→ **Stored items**

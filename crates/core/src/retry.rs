//! Retry and bounded polling
//!
//! Two shapes of waiting are used by the backends:
//!
//! * [`retry_async`] re-runs a fallible operation with exponential backoff and
//!   jitter, used for fixture downloads.
//! * [`poll_until`] re-checks a condition at a fixed interval until a hard
//!   wall-clock deadline, used for readiness probes and in-container health
//!   checks. It is cancelled only by deadline expiry.

use std::future::Future;
use std::time::Duration;
use tokio::time::Instant;
use tracing::{debug, warn};

/// Configuration for retry behavior
#[derive(Debug, Clone)]
pub struct RetryConfig {
    /// Maximum number of retry attempts (excluding initial attempt)
    pub max_attempts: u32,
    /// Base delay for exponential backoff
    pub base_delay: Duration,
    /// Maximum delay cap
    pub max_delay: Duration,
}

impl Default for RetryConfig {
    fn default() -> Self {
        Self {
            max_attempts: 3,
            base_delay: Duration::from_millis(500),
            max_delay: Duration::from_secs(10),
        }
    }
}

impl RetryConfig {
    /// A config that never retries
    pub fn none() -> Self {
        Self {
            max_attempts: 0,
            ..Self::default()
        }
    }

    /// Delay before the retry following `attempt` (0-based), with equal jitter
    pub fn calculate_delay(&self, attempt: u32) -> Duration {
        let exponential = self
            .base_delay
            .as_millis()
            .saturating_mul(2_u128.saturating_pow(attempt));
        let capped = exponential.min(self.max_delay.as_millis()) as u64;
        let half = capped / 2;
        Duration::from_millis(half + fastrand::u64(0..=half))
    }
}

/// Error classification result for retry decisions
#[derive(Debug, Clone, Copy, PartialEq, Eq)]
pub enum RetryDecision {
    /// Retry the operation
    Retry,
    /// Do not retry (terminal error)
    Stop,
}

/// Retry an async operation with exponential backoff and jitter
pub async fn retry_async<T, E, Fut, Op>(
    config: &RetryConfig,
    operation: Op,
    classify_error: fn(&E) -> RetryDecision,
) -> std::result::Result<T, E>
where
    Op: Fn() -> Fut,
    Fut: Future<Output = std::result::Result<T, E>>,
    E: std::fmt::Debug,
{
    let mut attempt = 0;
    loop {
        match operation().await {
            Ok(value) => {
                if attempt > 0 {
                    debug!("Operation succeeded on attempt {}", attempt);
                }
                return Ok(value);
            }
            Err(error) => {
                if classify_error(&error) == RetryDecision::Stop {
                    debug!("Error classifier indicated stop: {:?}", error);
                    return Err(error);
                }
                if attempt >= config.max_attempts {
                    warn!(
                        "All {} attempts exhausted, final error: {:?}",
                        attempt + 1,
                        error
                    );
                    return Err(error);
                }
                let delay = config.calculate_delay(attempt);
                debug!(
                    "Attempt {} failed ({:?}); retrying in {:?}",
                    attempt, error, delay
                );
                tokio::time::sleep(delay).await;
                attempt += 1;
            }
        }
    }
}

/// Poll `check` every `interval` until it returns true or `deadline` passes.
///
/// `check` receives the time remaining so it can bound its own work. Sleeps
/// are clipped to the deadline, so the call returns no later than the
/// deadline plus the duration of one in-flight check.
pub async fn poll_until<F, Fut>(deadline: Instant, interval: Duration, mut check: F) -> bool
where
    F: FnMut(Duration) -> Fut,
    Fut: Future<Output = bool>,
{
    loop {
        let now = Instant::now();
        if now >= deadline {
            return false;
        }
        if check(deadline - now).await {
            return true;
        }
        let now = Instant::now();
        if now >= deadline {
            return false;
        }
        tokio::time::sleep(interval.min(deadline - now)).await;
    }
}
//! Container runtime integration
//!
//! This module abstracts the handful of container runtime operations the
//! web-application backend needs (image presence, image load, detached run,
//! exec, stop, remove) behind the [`ContainerRuntime`] trait. [`CliRuntime`]
//! drives the docker (or podman) CLI; [`mock::MockRuntime`] records calls for
//! tests.

use crate::errors::{DockerError, Result};
use serde::{Deserialize, Serialize};
use std::path::Path;
use std::process::{Command, Output};
use tracing::{debug, instrument};

/// Parameters for a detached `run`
#[derive(Debug, Clone, PartialEq, Eq, Serialize, Deserialize)]
pub struct RunSpec {
    /// Container name
    pub name: String,
    /// Image reference
    pub image: String,
    /// Port published on the host
    pub host_port: u16,
    /// Port the application listens on inside the container
    pub container_port: u16,
}

impl RunSpec {
    /// CLI arguments for `docker run`
    pub fn to_args(&self) -> Vec<String> {
        vec![
            "run".to_string(),
            "--name".to_string(),
            self.name.clone(),
            "-p".to_string(),
            format!("{}:{}", self.host_port, self.container_port),
            "-d".to_string(),
            self.image.clone(),
        ]
    }
}

/// Result of executing a command in a container
#[derive(Debug, Clone, PartialEq, Eq)]
pub struct ExecResult {
    /// Exit code of the command
    pub exit_code: i32,
    /// Whether the command completed successfully (exit code 0)
    pub success: bool,
    /// Standard output from the command
    pub stdout: String,
    /// Standard error from the command
    pub stderr: String,
}

impl ExecResult {
    fn from_output(output: &Output) -> Self {
        let exit_code = output.status.code().unwrap_or(-1);
        Self {
            exit_code,
            success: output.status.success(),
            stdout: String::from_utf8_lossy(&output.stdout).to_string(),
            stderr: String::from_utf8_lossy(&output.stderr).to_string(),
        }
    }
}

/// Split an image reference into repository and tag, defaulting to `latest`.
///
/// A colon inside a registry host (`localhost:5000/app`) is not a tag.
pub fn split_image_ref(image: &str) -> (&str, &str) {
    let last_segment_start = image.rfind('/').map(|i| i + 1).unwrap_or(0);
    match image[last_segment_start..].rfind(':') {
        Some(offset) => {
            let split = last_segment_start + offset;
            (&image[..split], &image[split + 1..])
        }
        None => (image, "latest"),
    }
}

/// Whether `image` appears in `docker images --format {{.Repository}}:{{.Tag}}` output
pub fn image_listed(listing: &str, image: &str) -> bool {
    let target = split_image_ref(image);
    listing
        .lines()
        .map(str::trim)
        .filter(|line| !line.is_empty())
        .any(|line| split_image_ref(line) == target)
}

/// Runtime messages meaning the container is already gone
fn is_missing_container(stderr: &str) -> bool {
    let lower = stderr.to_lowercase();
    lower.contains("no such container") || lower.contains("no container with name")
}

/// Container runtime abstraction trait
#[allow(async_fn_in_trait)]
pub trait ContainerRuntime {
    /// Whether the image is present locally
    async fn image_exists(&self, image: &str) -> Result<bool>;

    /// Load an image archive produced by `docker save`
    async fn load_image(&self, tar_path: &Path) -> Result<()>;

    /// Start a detached container and return its ID
    async fn run_detached(&self, spec: &RunSpec) -> Result<String>;

    /// Execute a command inside a running container
    async fn exec(&self, container: &str, command: &[String]) -> Result<ExecResult>;

    /// Stop a container; a missing container is not an error
    async fn stop(&self, container: &str) -> Result<()>;

    /// Remove a stopped container; a missing container is not an error
    async fn remove(&self, container: &str) -> Result<()>;
}
pub mod mock {
    //! In-memory database admin for tests

    use super::DatabaseAdmin;
    use crate::errors::{DatabaseError, Result};
    use std::collections::HashSet;
    use std::sync::{Arc, Mutex};

    /// Record of an admin call for verification in tests
    #[derive(Debug, Clone, PartialEq, Eq)]
    pub enum AdminCall {
        Ping,
        Exists(String),
        CreateEmpty(String),
        CreateFromTemplate { name: String, template: String },
        Drop(String),
    }

    #[derive(Debug, Default)]
    struct MockState {
        reachable: bool,
        databases: HashSet<String>,
        calls: Vec<AdminCall>,
        fail_drop: HashSet<String>,
    }

    /// Mock admin keeping a set of database names
    ///
    /// Clones share state.
    #[derive(Debug, Clone)]
    pub struct MockAdmin {
        state: Arc<Mutex<MockState>>,
    }

    impl Default for MockAdmin {
        fn default() -> Self {
            Self::new()
        }
    }

    impl MockAdmin {
        /// A reachable server with no databases
        pub fn new() -> Self {
            Self {
                state: Arc::new(Mutex::new(MockState {
                    reachable: true,
                    ..MockState::default()
                })),
            }
        }

        /// A server that refuses connections
        pub fn unreachable() -> Self {
            Self {
                state: Arc::new(Mutex::new(MockState::default())),
            }
        }

        /// Add an existing database (e.g. a template)
        pub fn with_database(self, name: &str) -> Self {
            self.state.lock().unwrap().databases.insert(name.to_string());
            self
        }

        /// Make dropping `name` fail
        pub fn fail_drop(&self, name: &str) {
            self.state.lock().unwrap().fail_drop.insert(name.to_string());
        }

        pub fn databases(&self) -> HashSet<String> {
            self.state.lock().unwrap().databases.clone()
        }

        pub fn calls(&self) -> Vec<AdminCall> {
            self.state.lock().unwrap().calls.clone()
        }

        fn record(&self, call: AdminCall) {
            self.state.lock().unwrap().calls.push(call);
        }
    }

    impl DatabaseAdmin for MockAdmin {
        async fn ping(&self) -> Result<()> {
            self.record(AdminCall::Ping);
            if self.state.lock().unwrap().reachable {
                Ok(())
            } else {
                Err(DatabaseError::Connection {
                    message: "connection refused".to_string(),
                }
                .into())
            }
        }

        async fn database_exists(&self, name: &str) -> Result<bool> {
            self.record(AdminCall::Exists(name.to_string()));
            Ok(self.state.lock().unwrap().databases.contains(name))
        }

        async fn create_empty(&self, name: &str) -> Result<()> {
            self.record(AdminCall::CreateEmpty(name.to_string()));
            let mut state = self.state.lock().unwrap();
            if !state.databases.insert(name.to_string()) {
                return Err(DatabaseError::Query {
                    message: format!("database \"{}\" already exists", name),
                }
                .into());
            }
            Ok(())
        }

        async fn create_from_template(&self, name: &str, template: &str) -> Result<()> {
            self.record(AdminCall::CreateFromTemplate {
                name: name.to_string(),
                template: template.to_string(),
            });
            let mut state = self.state.lock().unwrap();
            if !state.databases.contains(template) {
                return Err(DatabaseError::Query {
                    message: format!("template database \"{}\" does not exist", template),
                }
                .into());
            }
            state.databases.insert(name.to_string());
            Ok(())
        }

        async fn drop_database(&self, name: &str) -> Result<()> {
            self.record(AdminCall::Drop(name.to_string()));
            let mut state = self.state.lock().unwrap();
            if state.fail_drop.contains(name) {
                return Err(DatabaseError::Query {
                    message: format!("database \"{}\" is being accessed by other users", name),
                }
                .into());
            }
            state.databases.remove(name);
            Ok(())
        }
    }
}
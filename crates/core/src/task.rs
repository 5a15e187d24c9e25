//! Benchmark task identity and the environment fields provisioning writes back
//!
//! A [`Task`] is created by task discovery, handed to a lifecycle controller for
//! `set_up`, read by the agent wrapper and verification scripts, and dropped
//! after `clean_up`.

use serde::{Deserialize, Serialize};
use std::path::{Path, PathBuf};

/// Environment details resolved during provisioning
#[derive(Debug, Clone, Default, PartialEq, Serialize, Deserialize)]
pub struct TaskEnvironment {
    /// Working copy exposed to the agent (filesystem backend)
    #[serde(skip_serializing_if = "Option::is_none")]
    pub test_directory: Option<PathBuf>,
    /// Per-task database name (postgres backend)
    #[serde(skip_serializing_if = "Option::is_none")]
    pub database_name: Option<String>,
    /// Connection URL for the per-task database, without password
    #[serde(skip_serializing_if = "Option::is_none")]
    pub database_url: Option<String>,
    /// Entry URL of the running web application (webarena backend)
    #[serde(skip_serializing_if = "Option::is_none")]
    pub base_url: Option<String>,
    /// Name of the container serving the task
    #[serde(skip_serializing_if = "Option::is_none")]
    pub docker_container_name: Option<String>,
    /// Image, ports and category of the running container
    #[serde(skip_serializing_if = "Option::is_none")]
    pub docker_metadata: Option<serde_json::Value>,
}

/// A single benchmark task
#[derive(Debug, Clone, PartialEq, Serialize, Deserialize)]
pub struct Task {
    /// Service the task belongs to (e.g. "filesystem", "postgres")
    pub service: String,
    /// Category directory or meta.json category
    pub category_id: String,
    /// Task directory or meta.json id
    pub task_id: String,
    /// Path to the instruction markdown
    pub instruction_path: PathBuf,
    /// Path to the verification script
    pub verification_path: PathBuf,
    /// Fields written by provisioning
    #[serde(default)]
    pub environment: TaskEnvironment,
}

impl Task {
    /// Create a task rooted at `task_dir`, using the conventional file names
    pub fn new(
        service: impl Into<String>,
        category_id: impl Into<String>,
        task_id: impl Into<String>,
        task_dir: impl AsRef<Path>,
    ) -> Self {
        let task_dir = task_dir.as_ref();
        Self {
            service: service.into(),
            category_id: category_id.into(),
            task_id: task_id.into(),
            instruction_path: task_dir.join("description.md"),
            verification_path: task_dir.join("verify.py"),
            environment: TaskEnvironment::default(),
        }
    }

    /// `category_id__task_id`
    pub fn name(&self) -> String {
        format!("{}__{}", self.category_id, self.task_id)
    }

    /// Directory holding the task's instruction and helper scripts
    pub fn task_dir(&self) -> Option<&Path> {
        self.instruction_path.parent()
    }
}
//! Resource tracking for data-driven cleanup
//!
//! Every artifact a backend creates during provisioning is recorded here before
//! `set_up` reports success. Cleanup walks this list instead of relying on
//! backend memory, and the list is cleared after each pass whatever the
//! individual outcomes were.

use chrono::{DateTime, Utc};
use serde::{Deserialize, Serialize};
use std::fmt;
use tracing::debug;

/// Kind of provisioned artifact
#[derive(Debug, Clone, Copy, PartialEq, Eq, Hash, Serialize, Deserialize)]
#[serde(rename_all = "snake_case")]
pub enum ResourceKind {
    /// A directory tree on the local filesystem
    Directory,
    /// A database on the managed server
    Database,
    /// A container managed by the container runtime
    DockerContainer,
}

impl fmt::Display for ResourceKind {
    fn fmt(&self, f: &mut fmt::Formatter<'_>) -> fmt::Result {
        match self {
            Self::Directory => write!(f, "directory"),
            Self::Database => write!(f, "database"),
            Self::DockerContainer => write!(f, "docker_container"),
        }
    }
}

/// A single tracked resource
#[derive(Debug, Clone, PartialEq, Serialize, Deserialize)]
pub struct TrackedResource {
    pub kind: ResourceKind,
    /// Path, database name or container name
    pub id: String,
    pub created_at: DateTime<Utc>,
    #[serde(default)]
    pub metadata: serde_json::Map<String, serde_json::Value>,
}

/// Append-only list of resources owned by one lifecycle controller
///
/// Tracking the same physical resource twice is not deduplicated; callers
/// track each resource exactly once.
#[derive(Debug, Default)]
pub struct ResourceTracker {
    resources: Vec<TrackedResource>,
}

impl ResourceTracker {
    pub fn new() -> Self {
        Self::default()
    }

    /// Record a newly created resource
    pub fn track(
        &mut self,
        kind: ResourceKind,
        id: impl Into<String>,
        metadata: serde_json::Map<String, serde_json::Value>,
    ) {
        let resource = TrackedResource {
            kind,
            id: id.into(),
            created_at: Utc::now(),
            metadata,
        };
        debug!("Tracked {} resource: {}", resource.kind, resource.id);
        self.resources.push(resource);
    }

    pub fn resources(&self) -> &[TrackedResource] {
        &self.resources
    }

    pub fn len(&self) -> usize {
        self.resources.len()
    }

    pub fn is_empty(&self) -> bool {
        self.resources.is_empty()
    }

    /// Take every tracked resource, leaving the list empty
    pub fn drain(&mut self) -> Vec<TrackedResource> {
        std::mem::take(&mut self.resources)
    }
}

#[cfg(test)]
mod tests {
    use super::*;

    #[test]
    fn test_track_and_drain() {
        let mut tracker = ResourceTracker::new();
        assert!(tracker.is_empty());

        let mut metadata = serde_json::Map::new();
        metadata.insert("task".to_string(), "papers__1".into());
        tracker.track(ResourceKind::Directory, "/tmp/backup/papers", metadata);
        tracker.track(
            ResourceKind::Database,
            "bench_papers_1",
            serde_json::Map::new(),
        );

        assert_eq!(tracker.len(), 2);
        assert_eq!(tracker.resources()[0].metadata["task"], "papers__1");

        let drained = tracker.drain();
        assert_eq!(drained.len(), 2);
        assert_eq!(drained[1].kind, ResourceKind::Database);
        assert!(tracker.is_empty());
    }

    #[test]
    fn test_kind_display_matches_serde() {
        let json = serde_json::to_string(&ResourceKind::DockerContainer).unwrap();
        assert_eq!(json, "\"docker_container\"");
        assert_eq!(ResourceKind::DockerContainer.to_string(), "docker_container");
    }
}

→ **Goal of the exercise**
When the word "TaskEnvironment" shows up in a line of the entries, pull that line out.

→ **Task result**
pub struct TaskEnvironment {
    pub environment: TaskEnvironment,
            environment: TaskEnvironment::default(),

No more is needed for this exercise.